Il est difficile, dans des situations comme celle-ci, de raisonner avec la tête et non avec d’autres parties du corps, comme le font Trump et la file d’attente politico-médiatique qui approuve sa tentative de changement de régime au Venezuela. Je dis tentée parce qu’à ce jour, il n’y a pas d’éléments essentiels d’un coup d’État, à part l’enlèvement du Président d’un État souverain. Cela s’est apparemment produit grâce à une trahison classique de la part des gardes du corps, et non comme l’expression d’un réseau de conspirations et de fautes internes.
Le changement de régime consiste à remplacer un gouvernement par un autre grâce à un plan, qui consiste très souvent en une combinaison d’une attaque extérieure et d’une conspiration interne, politique et surtout militaire. Une structure gouvernementale est renversée et le peuple se voit présenter un pouvoir souverain alternatif. Mais c’est précisément ce qui ne s’est pas encore produit à Caracas.
Où est le nouveau gouvernement qui, lors d’un véritable coup d’État, s’installe au Palazzo Miraflores dans les mêmes heures que les bombes ? Où sont les rebelles militaires qui prennent le contrôle des médias, des sièges du Parlement, des tribunaux constitutionnels et des ministères ? Nulle part. Les forces exécutives et armées vénézuéliennes restèrent compactes, sans la moindre brèche, et sans aucun gouvernement provisoire déjà formé, soutenu par une véritable force d’opposition, apparaissant sur la scène.
Personne ne prend au sérieux les illusions présidentielles de Machado, pas même les États-Unis. L’opération est entièrement prédatrice, coloniale à l’ancienne. Trump a déclaré que ce seraient les États-Unis qui gouverneront directement le Venezuela et décideront de l’utilisation de ses ressources. Et, puisqu’il était déjà sur le sujet, il menaça à nouveau la Colombie et le Mexique du même sort.
Le style colonial de toute cette affaire s’est révélé dans la dynamique des bombardements, qui évitaient soigneusement les raffineries de pétrole, ainsi que dans les déclarations du secrétaire d’État et du secrétaire à la Défense qui se vantaient de la suprématie absolue des forces armées américaines sans reconnaître la moindre contribution aux alliés internes, aux cinquièmes colonnes prêtes à prendre le pouvoir.
L’opération de coup d’État au Venezuela a donc jusqu’à présent été à moitié réussie, ou a échoué. Beaucoup dépend des points de vue, et de ce qui se passera dans les prochains jours. Si les forces armées restent du côté du gouvernement, ce qui est probable, et s’il n’y a pas de mouvement de jubilation anti-chaviste qui balaye l’exécutif en place, ce sera l’exécutif actuel qui continuera à gouverner le Venezuela, sous la direction du vice-président exécutif Delcy Rodriguez.
Il est très difficile que la capitulation ait lieu. Selon la Constitution, le vice-président devait convoquer des élections dans un délai d’un mois, qui se dérouleraient sous la bannière du patriotisme favorable à la cause chaviste.
Trump pourrait prendre note de ce développement, déclarer une victoire imaginaire comme d’habitude et ramener les troupes chez elles, comme l’a déjà mentionné Rubio. Sinon, il devra lancer une invasion et/ou une véritable guerre, se mettant contre la grande majorité de ses électeurs opposés aux nouvelles guerres, en plus de l’État profond qui ne souhaite pas s’exposer à un risque élevé de défaite.
Le Venezuela deviendrait un champ de bataille entre une milice populaire de 5 à 6 millions de chavistes armés et entraînés, dirigée par des militaires professionnels possédant d’une part des drones et des missiles, contre des soldats américains sous les ordres de généraux bien conscients du verdict du Vietnam et de l’Afghanistan. Et équipé d’armes obsolètes, impuissant lors d’un conflit asymétrique.

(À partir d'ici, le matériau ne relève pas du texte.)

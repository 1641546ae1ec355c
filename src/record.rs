//! Journalist record types shared by the store, importer, and graph builder.

use serde::Serialize;

/// Stable store-assigned identifier for a record.
///
/// Wraps the SQLite rowid. An identifier addresses the same row across
/// process restarts and re-fetches; it is never derived from a record's
/// position in a result set.
#[derive(Debug, Clone, Copy, PartialEq, Eq, Hash, PartialOrd, Ord, Serialize)]
pub struct RecordId(i64);

impl RecordId {
    pub fn new(raw: i64) -> Self {
        Self(raw)
    }

    pub fn as_i64(&self) -> i64 {
        self.0
    }
}

impl From<i64> for RecordId {
    fn from(raw: i64) -> Self {
        Self(raw)
    }
}

impl std::fmt::Display for RecordId {
    fn fmt(&self, f: &mut std::fmt::Formatter<'_>) -> std::fmt::Result {
        write!(f, "{}", self.0)
    }
}

/// One journalist row, tagged with its stable identifier.
///
/// Field names are English; the persisted column names keep the original
/// Swedish headers (see the store module) so existing databases and CSV
/// exports continue to work.
#[derive(Debug, Clone, PartialEq, Eq, Serialize)]
pub struct Record {
    /// Store-assigned identifier, exposed alongside the declared columns.
    pub id: RecordId,
    /// Display name (`Namn`). Required, non-empty.
    pub name: String,
    /// Free-text classification (`Kategori`).
    pub category: Option<String>,
    /// Comma-delimited subject tags (`Ämnesområden`). Required at creation.
    pub subjects: String,
    /// Free-text platforms field (`Typiska Plattformar`).
    pub platforms: Option<String>,
    /// Free-text position analysis (`Analys av Position`). Searchable.
    pub analysis: Option<String>,
}

/// A row about to be written by the importer. The store assigns the id.
#[derive(Debug, Clone, Default, PartialEq, Eq)]
pub struct NewRecord {
    pub name: String,
    pub category: Option<String>,
    pub subjects: String,
    pub platforms: Option<String>,
    pub analysis: Option<String>,
}
//! Store trait definitions

use crate::record::{NewRecord, Record, RecordId};
use std::path::Path;
use thiserror::Error;

/// Errors that can occur during store operations
#[derive(Debug, Error)]
pub enum StoreError {
    /// The database file cannot be opened or the connection failed.
    #[error("store unavailable: {0}")]
    Unavailable(#[source] rusqlite::Error),

    /// The journalists table does not exist yet (first-run condition).
    #[error("table '{0}' does not exist; run the importer first")]
    SchemaMissing(&'static str),

    #[error("no record with id {0}")]
    RecordNotFound(RecordId),

    /// A mutation failed at the SQLite layer. The row is left untouched.
    #[error("write failed: {0}")]
    WriteFailed(#[source] rusqlite::Error),

    #[error("database error: {0}")]
    Database(#[from] rusqlite::Error),

    #[error("IO error: {0}")]
    Io(#[from] std::io::Error),
}

/// Result type for store operations
pub type StoreResult<T> = Result<T, StoreError>;

/// Substring-matching policy for `search`.
///
/// SQLite `LIKE` folds case for ASCII letters only; `instr` compares
/// bytes exactly. The original dataset was queried with `LIKE`, so
/// case-insensitive is the default.
#[derive(Debug, Clone, Copy, PartialEq, Eq, Default)]
pub enum SearchMode {
    #[default]
    CaseInsensitive,
    CaseSensitive,
}

/// Trait for journalist directory storage backends
///
/// Implementations must be thread-safe (Send + Sync). Single-row writes
/// rely on the backend's native atomicity; concurrent updates against the
/// same id are last-writer-wins.
pub trait DirectoryStore: Send + Sync {
    /// Return every record, each tagged with its stable id.
    fn scan(&self) -> StoreResult<Vec<Record>>;

    /// Return records whose subjects or analysis contain `term` as a
    /// substring. An empty or whitespace-only term yields an empty vec.
    fn search(&self, term: &str) -> StoreResult<Vec<Record>>;

    /// Point lookup by id. Used to validate existence before mutating.
    fn get(&self, id: RecordId) -> StoreResult<Option<Record>>;

    /// Overwrite the subjects field of one record in a single statement.
    fn update_subjects(&self, id: RecordId, new_subjects: &str) -> StoreResult<()>;

    /// Drop and recreate the table with the given rows in one transaction.
    /// Returns the number of rows written.
    fn replace_all(&self, rows: &[NewRecord]) -> StoreResult<usize>;
}

/// Extension trait for opening stores from paths
pub trait OpenStore: DirectoryStore + Sized {
    /// Open or create a store at the given path
    fn open(path: impl AsRef<Path>) -> StoreResult<Self>;

    /// Create an in-memory store (useful for testing)
    fn open_in_memory() -> StoreResult<Self>;
}
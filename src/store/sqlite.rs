//! SQLite storage backend for the journalist directory

use super::traits::{DirectoryStore, OpenStore, SearchMode, StoreError, StoreResult};
use crate::record::{NewRecord, Record, RecordId};
use rusqlite::{params, Connection, OptionalExtension, Row};
use std::path::Path;
use std::sync::Mutex;
use tracing::debug;

/// Name of the single table holding journalist rows.
const TABLE: &str = "journalists";

/// Columns selected on every read path. The rowid pseudo-column carries
/// the stable identifier; the remaining names are the original Swedish
/// headers, preserved byte-for-byte so databases created by the legacy
/// tool keep working.
const SELECT_COLUMNS: &str = r#"rowid, "Namn", "Kategori", "Ämnesområden", "Typiska Plattformar", "Analys av Position""#;

/// SQLite-backed directory store
///
/// Uses a single database file with one table of journalist rows.
/// Thread-safe via internal mutex on the connection.
pub struct SqliteStore {
    conn: Mutex<Connection>,
    mode: SearchMode,
}

impl SqliteStore {
    /// Set the substring-matching policy for `search`.
    pub fn with_search_mode(mut self, mode: SearchMode) -> Self {
        self.mode = mode;
        self
    }

    /// The active substring-matching policy.
    pub fn search_mode(&self) -> SearchMode {
        self.mode
    }

    /// First-run detection: the table is created by the importer, not at
    /// open time, so reads before the first import must report
    /// `SchemaMissing` rather than a bare SQLite error.
    fn require_table(conn: &Connection) -> StoreResult<()> {
        let present: bool = conn.query_row(
            "SELECT COUNT(*) > 0 FROM sqlite_master WHERE type = 'table' AND name = ?1",
            params![TABLE],
            |row| row.get(0),
        )?;
        if present {
            Ok(())
        } else {
            Err(StoreError::SchemaMissing(TABLE))
        }
    }

    fn row_to_record(row: &Row<'_>) -> rusqlite::Result<Record> {
        Ok(Record {
            id: RecordId::new(row.get(0)?),
            name: row.get(1)?,
            category: row.get(2)?,
            subjects: row.get::<_, Option<String>>(3)?.unwrap_or_default(),
            platforms: row.get(4)?,
            analysis: row.get(5)?,
        })
    }

    fn query_records(conn: &Connection, sql: &str, args: &[&dyn rusqlite::ToSql]) -> StoreResult<Vec<Record>> {
        let mut stmt = conn.prepare(sql)?;
        let rows = stmt.query_map(args, Self::row_to_record)?;
        let mut records = Vec::new();
        for row in rows {
            records.push(row?);
        }
        Ok(records)
    }
}

impl OpenStore for SqliteStore {
    fn open(path: impl AsRef<Path>) -> StoreResult<Self> {
        // Ensure parent directory exists
        if let Some(parent) = path.as_ref().parent() {
            if !parent.as_os_str().is_empty() {
                std::fs::create_dir_all(parent)?;
            }
        }

        let conn = Connection::open(path).map_err(StoreError::Unavailable)?;
        Ok(Self {
            conn: Mutex::new(conn),
            mode: SearchMode::default(),
        })
    }

    fn open_in_memory() -> StoreResult<Self> {
        let conn = Connection::open_in_memory().map_err(StoreError::Unavailable)?;
        Ok(Self {
            conn: Mutex::new(conn),
            mode: SearchMode::default(),
        })
    }
}

impl DirectoryStore for SqliteStore {
    fn scan(&self) -> StoreResult<Vec<Record>> {
        let conn = self.conn.lock().unwrap();
        Self::require_table(&conn)?;

        let sql = format!("SELECT {SELECT_COLUMNS} FROM {TABLE} ORDER BY rowid");
        Self::query_records(&conn, &sql, &[])
    }

    fn search(&self, term: &str) -> StoreResult<Vec<Record>> {
        let term = term.trim();
        if term.is_empty() {
            return Ok(Vec::new());
        }

        let conn = self.conn.lock().unwrap();
        Self::require_table(&conn)?;

        match self.mode {
            SearchMode::CaseInsensitive => {
                let sql = format!(
                    r#"SELECT {SELECT_COLUMNS} FROM {TABLE}
                       WHERE "Ämnesområden" LIKE ?1 OR "Analys av Position" LIKE ?1
                       ORDER BY rowid"#
                );
                let pattern = format!("%{}%", term);
                Self::query_records(&conn, &sql, &[&pattern])
            }
            SearchMode::CaseSensitive => {
                let sql = format!(
                    r#"SELECT {SELECT_COLUMNS} FROM {TABLE}
                       WHERE instr("Ämnesområden", ?1) > 0 OR instr("Analys av Position", ?1) > 0
                       ORDER BY rowid"#
                );
                Self::query_records(&conn, &sql, &[&term])
            }
        }
    }

    fn get(&self, id: RecordId) -> StoreResult<Option<Record>> {
        let conn = self.conn.lock().unwrap();
        Self::require_table(&conn)?;

        let sql = format!("SELECT {SELECT_COLUMNS} FROM {TABLE} WHERE rowid = ?1");
        let record = conn
            .query_row(&sql, params![id.as_i64()], Self::row_to_record)
            .optional()?;
        Ok(record)
    }

    fn update_subjects(&self, id: RecordId, new_subjects: &str) -> StoreResult<()> {
        let conn = self.conn.lock().unwrap();
        Self::require_table(&conn)?;

        let rows = conn
            .execute(
                &format!(r#"UPDATE {TABLE} SET "Ämnesområden" = ?1 WHERE rowid = ?2"#),
                params![new_subjects, id.as_i64()],
            )
            .map_err(StoreError::WriteFailed)?;

        if rows == 0 {
            return Err(StoreError::RecordNotFound(id));
        }
        debug!(%id, "subjects updated");
        Ok(())
    }

    fn replace_all(&self, rows: &[NewRecord]) -> StoreResult<usize> {
        let mut conn = self.conn.lock().unwrap();
        let tx = conn.transaction().map_err(StoreError::WriteFailed)?;

        tx.execute_batch(&format!(
            r#"
            DROP TABLE IF EXISTS {TABLE};
            CREATE TABLE {TABLE} (
                "Namn" TEXT NOT NULL,
                "Kategori" TEXT,
                "Ämnesområden" TEXT NOT NULL,
                "Typiska Plattformar" TEXT,
                "Analys av Position" TEXT
            );
            "#
        ))
        .map_err(StoreError::WriteFailed)?;

        {
            let mut stmt = tx
                .prepare(&format!(
                    r#"INSERT INTO {TABLE}
                       ("Namn", "Kategori", "Ämnesområden", "Typiska Plattformar", "Analys av Position")
                       VALUES (?1, ?2, ?3, ?4, ?5)"#
                ))
                .map_err(StoreError::WriteFailed)?;
            for row in rows {
                stmt.execute(params![
                    row.name,
                    row.category,
                    row.subjects,
                    row.platforms,
                    row.analysis,
                ])
                .map_err(StoreError::WriteFailed)?;
            }
        }

        tx.commit().map_err(StoreError::WriteFailed)?;
        debug!(rows = rows.len(), "table replaced");
        Ok(rows.len())
    }
}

Il est également possible que des négociations soient conclues selon lesquelles le Venezuela, en échange d’une souveraineté limitée et supervisée, reconnaîtra aux États-Unis une sorte de droit de premier refus à prix réduit sur leur pétrole, au détriment de l’acheteur actuel le plus important, à savoir la Chine. Pékin ne s’opposera peut-être pas fortement à la proposition, étant donné que le pétrole vénézuélien influence ses besoins de quelques points, mais dans ce cas, le gouvernement Rodriguez risquerait de succomber au premier tour des élections face au mécontentement de sa base politique qui entraînerait la trahison du projet socialiste.
Nous n’aurons pas à attendre longtemps pour le résultat de ce match.